(Beginning of Data for the task)
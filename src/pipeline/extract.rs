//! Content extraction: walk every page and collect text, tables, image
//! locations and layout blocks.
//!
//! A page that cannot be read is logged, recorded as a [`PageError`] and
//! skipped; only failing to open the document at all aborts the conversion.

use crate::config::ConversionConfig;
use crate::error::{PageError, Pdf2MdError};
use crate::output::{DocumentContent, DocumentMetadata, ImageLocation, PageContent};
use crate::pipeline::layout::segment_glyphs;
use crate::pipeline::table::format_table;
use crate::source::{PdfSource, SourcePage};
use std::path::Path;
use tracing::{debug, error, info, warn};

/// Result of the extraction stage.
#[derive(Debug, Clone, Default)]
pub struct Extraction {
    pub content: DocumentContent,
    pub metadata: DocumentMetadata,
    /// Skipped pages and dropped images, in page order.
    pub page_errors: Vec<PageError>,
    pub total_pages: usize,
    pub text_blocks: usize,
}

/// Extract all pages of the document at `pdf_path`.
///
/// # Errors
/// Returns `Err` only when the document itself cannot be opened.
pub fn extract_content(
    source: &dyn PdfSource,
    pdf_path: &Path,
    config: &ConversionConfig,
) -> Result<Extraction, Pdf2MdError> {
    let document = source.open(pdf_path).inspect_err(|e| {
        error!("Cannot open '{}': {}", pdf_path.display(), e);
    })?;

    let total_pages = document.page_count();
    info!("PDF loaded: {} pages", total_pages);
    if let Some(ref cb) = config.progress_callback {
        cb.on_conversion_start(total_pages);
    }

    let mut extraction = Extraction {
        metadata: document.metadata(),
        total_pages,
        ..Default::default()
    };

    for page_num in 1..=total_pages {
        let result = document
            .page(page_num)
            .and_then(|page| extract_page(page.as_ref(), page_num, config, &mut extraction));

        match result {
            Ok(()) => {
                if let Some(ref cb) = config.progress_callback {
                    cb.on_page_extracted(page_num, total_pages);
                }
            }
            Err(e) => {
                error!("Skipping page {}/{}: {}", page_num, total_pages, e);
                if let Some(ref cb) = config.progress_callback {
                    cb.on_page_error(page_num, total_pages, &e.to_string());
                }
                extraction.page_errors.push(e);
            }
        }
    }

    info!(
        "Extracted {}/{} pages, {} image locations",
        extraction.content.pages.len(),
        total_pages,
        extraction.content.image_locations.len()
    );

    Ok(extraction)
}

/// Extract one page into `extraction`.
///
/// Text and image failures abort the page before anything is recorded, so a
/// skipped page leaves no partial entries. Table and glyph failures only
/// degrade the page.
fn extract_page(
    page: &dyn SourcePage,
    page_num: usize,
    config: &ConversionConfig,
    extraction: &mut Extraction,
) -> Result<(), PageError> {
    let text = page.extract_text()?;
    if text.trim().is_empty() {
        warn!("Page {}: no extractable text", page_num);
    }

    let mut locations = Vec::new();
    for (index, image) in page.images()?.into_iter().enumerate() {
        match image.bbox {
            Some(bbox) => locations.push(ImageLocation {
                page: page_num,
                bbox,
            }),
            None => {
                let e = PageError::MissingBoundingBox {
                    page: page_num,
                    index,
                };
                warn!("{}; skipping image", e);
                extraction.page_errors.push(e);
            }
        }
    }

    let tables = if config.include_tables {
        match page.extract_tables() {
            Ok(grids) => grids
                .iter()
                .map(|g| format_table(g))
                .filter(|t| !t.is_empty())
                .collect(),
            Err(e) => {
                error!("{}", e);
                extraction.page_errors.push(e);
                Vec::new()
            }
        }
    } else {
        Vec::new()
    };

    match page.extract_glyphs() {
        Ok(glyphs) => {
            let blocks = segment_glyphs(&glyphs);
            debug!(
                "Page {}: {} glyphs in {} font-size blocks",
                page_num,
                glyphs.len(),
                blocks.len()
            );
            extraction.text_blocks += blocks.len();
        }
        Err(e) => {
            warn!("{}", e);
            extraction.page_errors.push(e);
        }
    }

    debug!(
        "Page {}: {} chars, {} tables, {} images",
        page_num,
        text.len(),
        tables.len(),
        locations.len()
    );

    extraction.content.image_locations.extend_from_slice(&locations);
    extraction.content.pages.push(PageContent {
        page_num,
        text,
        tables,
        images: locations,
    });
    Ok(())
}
(End of Data for the task)
* _Task details_
All the entries above need to be repeated word for word.

* _Exercise response_
filename src/pipeline/extract.rs
//! Content extraction: walk every page and collect text, tables, image
//! locations and layout blocks.
//!
//! A page that cannot be read is logged, recorded as a [`PageError`] and
//! skipped; only failing to open the document at all aborts the conversion.

use crate::config::ConversionConfig;
use crate::error::{PageError, Pdf2MdError};
use crate::output::{DocumentContent, DocumentMetadata, ImageLocation, PageContent};
use crate::pipeline::layout::segment_glyphs;
use crate::pipeline::table::format_table;
use crate::source::{PdfSource, SourcePage};
use std::path::Path;
use tracing::{debug, error, info, warn};

/// Result of the extraction stage.
#[derive(Debug, Clone, Default)]
pub struct Extraction {
    pub content: DocumentContent,
    pub metadata: DocumentMetadata,
    /// Skipped pages and dropped images, in page order.
    pub page_errors: Vec<PageError>,
    pub total_pages: usize,
    pub text_blocks: usize,
}

/// Extract all pages of the document at `pdf_path`.
///
/// # Errors
/// Returns `Err` only when the document itself cannot be opened.
pub fn extract_content(
    source: &dyn PdfSource,
    pdf_path: &Path,
    config: &ConversionConfig,
) -> Result<Extraction, Pdf2MdError> {
    let document = source.open(pdf_path).inspect_err(|e| {
        error!("Cannot open '{}': {}", pdf_path.display(), e);
    })?;

    let total_pages = document.page_count();
    info!("PDF loaded: {} pages", total_pages);
    if let Some(ref cb) = config.progress_callback {
        cb.on_conversion_start(total_pages);
    }

    let mut extraction = Extraction {
        metadata: document.metadata(),
        total_pages,
        ..Default::default()
    };

    for page_num in 1..=total_pages {
        let result = document
            .page(page_num)
            .and_then(|page| extract_page(page.as_ref(), page_num, config, &mut extraction));

        match result {
            Ok(()) => {
                if let Some(ref cb) = config.progress_callback {
                    cb.on_page_extracted(page_num, total_pages);
                }
            }
            Err(e) => {
                error!("Skipping page {}/{}: {}", page_num, total_pages, e);
                if let Some(ref cb) = config.progress_callback {
                    cb.on_page_error(page_num, total_pages, &e.to_string());
                }
                extraction.page_errors.push(e);
            }
        }
    }

    info!(
        "Extracted {}/{} pages, {} image locations",
        extraction.content.pages.len(),
        total_pages,
        extraction.content.image_locations.len()
    );

    Ok(extraction)
}

/// Extract one page into `extraction`.
///
/// Text and image failures abort the page before anything is recorded, so a
/// skipped page leaves no partial entries. Table and glyph failures only
/// degrade the page.
fn extract_page(
    page: &dyn SourcePage,
    page_num: usize,
    config: &ConversionConfig,
    extraction: &mut Extraction,
) -> Result<(), PageError> {
    let text = page.extract_text()?;
    if text.trim().is_empty() {
        warn!("Page {}: no extractable text", page_num);
    }

    let mut locations = Vec::new();
    for (index, image) in page.images()?.into_iter().enumerate() {
        match image.bbox {
            Some(bbox) => locations.push(ImageLocation {
                page: page_num,
                bbox,
            }),
            None => {
                let e = PageError::MissingBoundingBox {
                    page: page_num,
                    index,
                };
                warn!("{}; skipping image", e);
                extraction.page_errors.push(e);
            }
        }
    }

    let tables = if config.include_tables {
        match page.extract_tables() {
            Ok(grids) => grids
                .iter()
                .map(|g| format_table(g))
                .filter(|t| !t.is_empty())
                .collect(),
            Err(e) => {
                error!("{}", e);
                extraction.page_errors.push(e);
                Vec::new()
            }
        }
    } else {
        Vec::new()
    };

    match page.extract_glyphs() {
        Ok(glyphs) => {
            let blocks = segment_glyphs(&glyphs);
            debug!(
                "Page {}: {} glyphs in {} font-size blocks",
                page_num,
                glyphs.len(),
                blocks.len()
            );
            extraction.text_blocks += blocks.len();
        }
        Err(e) => {
            warn!("{}", e);
            extraction.page_errors.push(e);
        }
    }

    debug!(
        "Page {}: {} chars, {} tables, {} images",
        page_num,
        text.len(),
        tables.len(),
        locations.len()
    );

    extraction.content.image_locations.extend_from_slice(&locations);
    extraction.content.pages.push(PageContent {
        page_num,
        text,
        tables,
        images: locations,
    });
    Ok(())
}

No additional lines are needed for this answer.